**WORK REQUIRED:** Lines with "retain": copy each one from the listing below.
==================================================
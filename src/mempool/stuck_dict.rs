use std::collections::HashMap;

use alloy_primitives::B256;

use crate::types::StuckTxInfo;

/// Bookkeeping for stuck transactions, split by provenance.
///
/// *Own* entries come from resource initialization or a strategy run that
/// found a predecessor in the holder; *external* entries arrive from the
/// indexer's stuck snapshot. A completed signature stays in the dictionary
/// so a late snapshot poll cannot resurrect it.
#[derive(Debug, Default)]
pub struct StuckTxDict {
    own: HashMap<B256, StuckTxInfo>,
    external: HashMap<B256, StuckTxInfo>,
    completed: HashMap<B256, u64>,
}

impl StuckTxDict {
    pub fn new() -> Self {
        Self::default()
    }

    pub fn add_own(&mut self, stuck_tx: StuckTxInfo) {
        if self.completed.contains_key(&stuck_tx.neon_tx_sig) {
            return;
        }
        self.external.remove(&stuck_tx.neon_tx_sig);
        self.own.insert(stuck_tx.neon_tx_sig, stuck_tx);
    }

    /// Merges the indexer snapshot, skipping what this process already owns
    /// or has completed.
    pub fn add_external_list(&mut self, stuck_tx_list: Vec<StuckTxInfo>) {
        for stuck_tx in stuck_tx_list {
            if self.own.contains_key(&stuck_tx.neon_tx_sig)
                || self.completed.contains_key(&stuck_tx.neon_tx_sig)
            {
                continue;
            }
            self.external.insert(stuck_tx.neon_tx_sig, stuck_tx);
        }
    }

    /// Pops the next stuck transaction to resume, own ones first.
    pub fn acquire(&mut self) -> Option<StuckTxInfo> {
        let sig = self
            .own
            .keys()
            .next()
            .copied()
            .or_else(|| self.external.keys().next().copied())?;
        self.own.remove(&sig).or_else(|| self.external.remove(&sig))
    }

    /// Returns an unfinished stuck transaction after a failed resume.
    pub fn requeue(&mut self, stuck_tx: StuckTxInfo) {
        self.add_own(stuck_tx);
    }

    pub fn complete(&mut self, neon_tx_sig: B256, block_slot: u64) {
        self.own.remove(&neon_tx_sig);
        self.external.remove(&neon_tx_sig);
        self.completed.insert(neon_tx_sig, block_slot);
    }

    /// Drops completion markers older than the given slot so the map cannot
    /// grow without bound.
    pub fn prune_completed(&mut self, min_block_slot: u64) {
        self.completed.retain(|_, slot| *slot >= min_block_slot);
    }

    pub fn len(&self) -> usize {
        self.own.len() + self.external.len()
    }

    pub fn is_empty(&self) -> bool {
        self.own.is_empty() && self.external.is_empty()
    }
}

#[cfg(test)]
mod tests {
    use super::*;
    use solana_pubkey::Pubkey;

    fn stuck(sig_byte: u8) -> StuckTxInfo {
        StuckTxInfo {
            neon_tx_sig: B256::repeat_byte(sig_byte),
            holder: Pubkey::new_unique(),
            chain_id: 1,
            rlp: vec![],
            alt_address_list: vec![],
            start_time: 10,
        }
    }

    #[test]
    fn own_wins_over_external() {
        let mut dict = StuckTxDict::new();
        dict.add_external_list(vec![stuck(1), stuck(2)]);
        dict.add_own(stuck(3));
        let first = dict.acquire().expect("stuck tx");
        assert_eq!(first.neon_tx_sig, B256::repeat_byte(3));
    }

    #[test]
    fn completed_is_not_resurrected() {
        let mut dict = StuckTxDict::new();
        dict.complete(B256::repeat_byte(1), 500);
        dict.add_external_list(vec![stuck(1)]);
        assert!(dict.is_empty());
        dict.add_own(stuck(1));
        assert!(dict.is_empty());
    }

    #[test]
    fn external_skips_own_duplicates() {
        let mut dict = StuckTxDict::new();
        dict.add_own(stuck(1));
        dict.add_external_list(vec![stuck(1)]);
        assert_eq!(dict.len(), 1);
    }
}
use serde::{Deserialize, Serialize};
use solana_pubkey::Pubkey;
use url::Url;

use crate::evm::{NeonTx, SolDiscoveredAccount};

#[derive(Debug, thiserror::Error)]
pub enum EmulatorError {
    #[error("emulator request failed: {0}")]
    Transport(String),
}

/// Result of emulating one Ethereum transaction against recent chain state.
#[derive(Debug, Clone, Deserialize)]
pub struct EmulatorResult {
    pub exit_status: String,
    pub steps_executed: u64,
    pub used_gas: u64,
    #[serde(default)]
    pub resize_iter_cnt: u64,
    #[serde(default)]
    pub result: String,
    #[serde(default)]
    pub solana_accounts: Vec<EmulatedAccount>,
}

#[derive(Debug, Clone, Deserialize)]
pub struct EmulatedAccount {
    pub pubkey: String,
    #[serde(default)]
    pub is_writable: bool,
    #[serde(default)]
    pub is_missing: bool,
    #[serde(default)]
    pub eth_address: Option<String>,
}

impl EmulatorResult {
    pub fn is_revert(&self) -> bool {
        self.exit_status == "revert"
    }

    pub fn discovered_accounts(&self) -> Vec<SolDiscoveredAccount> {
        self.solana_accounts
            .iter()
            .filter_map(|acct| {
                let pubkey: Pubkey = acct.pubkey.parse().ok()?;
                let eth_address = acct
                    .eth_address
                    .as_deref()
                    .and_then(|addr| addr.parse().ok());
                Some(SolDiscoveredAccount {
                    pubkey,
                    is_writable: acct.is_writable,
                    is_missing: acct.is_missing,
                    eth_address,
                })
            })
            .collect()
    }
}

/// Current parameters of the on-chain EVM program, re-read periodically and
/// published as an immutable snapshot.
#[derive(Debug, Clone, Serialize, Deserialize)]
pub struct EvmConfigData {
    #[serde(default)]
    pub chain_id_list: Vec<u64>,
    pub evm_step_min: u64,
    pub treasury_pool_cnt: u32,
    pub treasury_pool_seed: String,
    #[serde(default)]
    pub evm_version: String,
}

impl Default for EvmConfigData {
    fn default() -> Self {
        Self {
            chain_id_list: Vec::new(),
            evm_step_min: 500,
            treasury_pool_cnt: 128,
            treasury_pool_seed: "treasury_pool".to_string(),
            evm_version: String::new(),
        }
    }
}

#[derive(Serialize)]
struct EmulateRequest {
    tx: String,
    chain_id: Option<u64>,
    #[serde(skip_serializing_if = "Option::is_none")]
    step_limit: Option<u64>,
    #[serde(skip_serializing_if = "Option::is_none")]
    block_slot: Option<u64>,
}

/// HTTP client for the core-api service that runs EVM emulation off-chain.
/// The gateway treats it as an external collaborator.
#[derive(Debug, Clone)]
pub struct EmulatorClient {
    http: reqwest::Client,
    url: Url,
}

impl EmulatorClient {
    pub fn new(url: Url) -> Self {
        Self {
            http: reqwest::Client::new(),
            url,
        }
    }

    pub async fn emulate(
        &self,
        tx: &NeonTx,
        chain_id: u64,
        block_slot: Option<u64>,
    ) -> Result<EmulatorResult, EmulatorError> {
        let request = EmulateRequest {
            tx: hex::encode(tx.rlp()),
            chain_id: tx.chain_id().or(Some(chain_id)),
            step_limit: None,
            block_slot,
        };
        let url = self
            .url
            .join("api/emulate")
            .map_err(|e| EmulatorError::Transport(e.to_string()))?;
        let response = self
            .http
            .post(url)
            .json(&request)
            .send()
            .await
            .map_err(|e| EmulatorError::Transport(e.to_string()))?;
        let result: EmulatorResult = response
            .error_for_status()
            .map_err(|e| EmulatorError::Transport(e.to_string()))?
            .json()
            .await
            .map_err(|e| EmulatorError::Transport(e.to_string()))?;
        Ok(result)
    }

    /// On-chain transaction count of one Ethereum account.
    pub async fn get_state_tx_cnt(
        &self,
        address: &alloy_primitives::Address,
        chain_id: u64,
    ) -> Result<u64, EmulatorError> {
        #[derive(Deserialize)]
        struct TxCnt {
            tx_cnt: u64,
        }
        let url = self
            .url
            .join(&format!("api/transaction-count/{address:#x}/{chain_id}"))
            .map_err(|e| EmulatorError::Transport(e.to_string()))?;
        let cnt: TxCnt = self
            .http
            .get(url)
            .send()
            .await
            .map_err(|e| EmulatorError::Transport(e.to_string()))?
            .json()
            .await
            .map_err(|e| EmulatorError::Transport(e.to_string()))?;
        Ok(cnt.tx_cnt)
    }

    /// Suggested gas price from the oracle behind the core-api.
    pub async fn get_gas_price(&self) -> Result<u128, EmulatorError> {
        #[derive(Deserialize)]
        struct GasPrice {
            suggested_gas_price: u128,
        }
        let url = self
            .url
            .join("api/gas-price")
            .map_err(|e| EmulatorError::Transport(e.to_string()))?;
        let price: GasPrice = self
            .http
            .get(url)
            .send()
            .await
            .map_err(|e| EmulatorError::Transport(e.to_string()))?
            .json()
            .await
            .map_err(|e| EmulatorError::Transport(e.to_string()))?;
        Ok(price.suggested_gas_price)
    }

    pub async fn get_evm_config(&self) -> Result<EvmConfigData, EmulatorError> {
        let url = self
            .url
            .join("api/config")
            .map_err(|e| EmulatorError::Transport(e.to_string()))?;
        self.http
            .get(url)
            .send()
            .await
            .map_err(|e| EmulatorError::Transport(e.to_string()))?
            .json()
            .await
            .map_err(|e| EmulatorError::Transport(e.to_string()))
    }
}
use std::collections::BTreeMap;
use std::sync::Mutex;

use alloy_primitives::{Address, B256};

use crate::db::{DbResult, LogFilter, NeonBlockRecord, NeonDb, NeonLogRecord, NeonTxRecord};
use crate::types::StuckSnapshot;

/// In-memory [`NeonDb`]: tests and ephemeral runs without Postgres.
#[derive(Default)]
pub struct MemNeonDb {
    inner: Mutex<Inner>,
}

#[derive(Default)]
struct Inner {
    block_map: BTreeMap<u64, NeonBlockRecord>,
    /// slots stored but not yet switched active
    inactive_slot_list: Vec<u64>,
    finalized_cursor: Option<u64>,
    stuck_map: BTreeMap<u64, StuckSnapshot>,
    reindex_range_list: Vec<(u64, u64, String)>,
}

impl MemNeonDb {
    pub fn new() -> Self {
        Self::default()
    }
}

#[async_trait::async_trait]
impl NeonDb for MemNeonDb {
    async fn append_block_batch(
        &self,
        block_list: &[NeonBlockRecord],
        finalized_cursor: u64,
    ) -> DbResult<()> {
        let mut inner = self.inner.lock().expect("db lock");
        for block in block_list {
            if !block.is_finalized {
                inner.inactive_slot_list.push(block.block_slot);
            }
            inner.block_map.insert(block.block_slot, block.clone());
        }
        let cursor = inner.finalized_cursor.unwrap_or(0).max(finalized_cursor);
        inner.finalized_cursor = Some(cursor);
        Ok(())
    }

    async fn activate_block_list(
        &self,
        _finalized_cursor: u64,
        slot_list: &[u64],
    ) -> DbResult<()> {
        let mut inner = self.inner.lock().expect("db lock");
        inner
            .inactive_slot_list
            .retain(|slot| !slot_list.contains(slot));
        Ok(())
    }

    async fn finalize_block_list(
        &self,
        from_slot: u64,
        to_slot: u64,
        slot_list: &[u64],
    ) -> DbResult<()> {
        let mut inner = self.inner.lock().expect("db lock");
        // drop confirmed-only blocks superseded inside the range
        let keep: Vec<u64> = inner
            .block_map
            .range(from_slot..=to_slot)
            .map(|(slot, _)| *slot)
            .filter(|slot| !slot_list.contains(slot))
            .collect();
        for slot in keep {
            inner.block_map.remove(&slot);
        }
        for slot in slot_list {
            if let Some(block) = inner.block_map.get_mut(slot) {
                block.is_finalized = true;
            }
        }
        let cursor = inner.finalized_cursor.unwrap_or(0).max(to_slot);
        inner.finalized_cursor = Some(cursor);
        Ok(())
    }

    async fn drop_not_finalized_history(&self) -> DbResult<()> {
        let mut inner = self.inner.lock().expect("db lock");
        let drop_list: Vec<u64> = inner
            .block_map
            .values()
            .filter(|block| !block.is_finalized)
            .map(|block| block.block_slot)
            .collect();
        for slot in drop_list {
            inner.block_map.remove(&slot);
        }
        inner.inactive_slot_list.clear();
        Ok(())
    }

    async fn get_finalized_cursor(&self) -> DbResult<Option<u64>> {
        Ok(self.inner.lock().expect("db lock").finalized_cursor)
    }

    async fn get_tx_by_sig(&self, neon_tx_sig: &B256) -> DbResult<Option<NeonTxRecord>> {
        let inner = self.inner.lock().expect("db lock");
        Ok(inner
            .block_map
            .values()
            .flat_map(|block| block.tx_list.iter())
            .find(|tx| tx.neon_tx_sig == *neon_tx_sig)
            .cloned())
    }

    async fn get_tx_by_sender_nonce(
        &self,
        sender: &Address,
        nonce: u64,
    ) -> DbResult<Option<NeonTxRecord>> {
        let inner = self.inner.lock().expect("db lock");
        Ok(inner
            .block_map
            .values()
            .flat_map(|block| block.tx_list.iter())
            .find(|tx| tx.sender == *sender && tx.nonce == nonce)
            .cloned())
    }

    async fn get_tx_by_slot_idx(
        &self,
        block_slot: u64,
        tx_idx: u32,
    ) -> DbResult<Option<NeonTxRecord>> {
        let inner = self.inner.lock().expect("db lock");
        Ok(inner.block_map.get(&block_slot).and_then(|block| {
            block
                .tx_list
                .iter()
                .find(|tx| tx.tx_idx == tx_idx)
                .cloned()
        }))
    }

    async fn get_block_by_slot(&self, block_slot: u64) -> DbResult<Option<NeonBlockRecord>> {
        let inner = self.inner.lock().expect("db lock");
        Ok(inner.block_map.get(&block_slot).cloned())
    }

    async fn get_log_list(&self, filter: &LogFilter) -> DbResult<Vec<NeonLogRecord>> {
        let inner = self.inner.lock().expect("db lock");
        Ok(inner
            .block_map
            .range(filter.from_slot..=filter.to_slot)
            .flat_map(|(_, block)| block.tx_list.iter())
            .flat_map(|tx| tx.log_list.iter())
            .filter(|log| filter.matches(log))
            .cloned()
            .collect())
    }

    async fn put_stuck(&self, snapshot: &StuckSnapshot) -> DbResult<()> {
        let mut inner = self.inner.lock().expect("db lock");
        inner.stuck_map.insert(snapshot.block_slot, snapshot.clone());
        Ok(())
    }

    async fn get_stuck_at(&self, block_slot: u64) -> DbResult<Option<StuckSnapshot>> {
        let inner = self.inner.lock().expect("db lock");
        Ok(inner.stuck_map.get(&block_slot).cloned())
    }

    async fn get_latest_stuck(&self) -> DbResult<Option<StuckSnapshot>> {
        let inner = self.inner.lock().expect("db lock");
        Ok(inner.stuck_map.values().next_back().cloned())
    }

    async fn get_reindex_range_list(&self) -> DbResult<Vec<(u64, u64, String)>> {
        Ok(self
            .inner
            .lock()
            .expect("db lock")
            .reindex_range_list
            .clone())
    }

    async fn put_reindex_range(
        &self,
        start_slot: u64,
        stop_slot: u64,
        reindex_ident: &str,
    ) -> DbResult<()> {
        let mut inner = self.inner.lock().expect("db lock");
        inner
            .reindex_range_list
            .push((start_slot, stop_slot, reindex_ident.to_string()));
        Ok(())
    }

    async fn drop_reindex_range(&self, reindex_ident: &str) -> DbResult<()> {
        let mut inner = self.inner.lock().expect("db lock");
        inner
            .reindex_range_list
            .retain(|(_, _, ident)| ident != reindex_ident);
        Ok(())
    }
}

#[cfg(test)]
mod tests {
    use super::*;

    fn block(slot: u64, finalized: bool) -> NeonBlockRecord {
        NeonBlockRecord {
            block_slot: slot,
            block_hash: format!("hash-{slot}"),
            parent_block_hash: format!("hash-{}", slot.saturating_sub(1)),
            parent_block_slot: slot.saturating_sub(1),
            block_time: Some(1_700_000_000),
            is_finalized: finalized,
            tx_list: vec![],
        }
    }

    #[tokio::test]
    async fn finalize_twice_is_a_noop() {
        let db = MemNeonDb::new();
        db.append_block_batch(&[block(10, false), block(11, false)], 9)
            .await
            .expect("append");
        db.finalize_block_list(10, 11, &[10, 11]).await.expect("finalize");
        let cursor_a = db.get_finalized_cursor().await.expect("cursor");
        db.finalize_block_list(10, 11, &[10, 11]).await.expect("finalize again");
        let cursor_b = db.get_finalized_cursor().await.expect("cursor");
        assert_eq!(cursor_a, cursor_b);
        assert!(db.get_block_by_slot(10).await.expect("read").expect("block").is_finalized);
    }

    #[tokio::test]
    async fn drop_not_finalized_clears_overlay() {
        let db = MemNeonDb::new();
        db.append_block_batch(&[block(10, true), block(11, false)], 10)
            .await
            .expect("append");
        db.drop_not_finalized_history().await.expect("drop");
        assert!(db.get_block_by_slot(10).await.expect("read").is_some());
        assert!(db.get_block_by_slot(11).await.expect("read").is_none());
    }
}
==================================================
**ANSWER SECTION:**
        self.completed.retain(|_, slot| *slot >= min_block_slot);
            .retain(|slot| !slot_list.contains(slot));
            .retain(|(_, _, ident)| ident != reindex_ident);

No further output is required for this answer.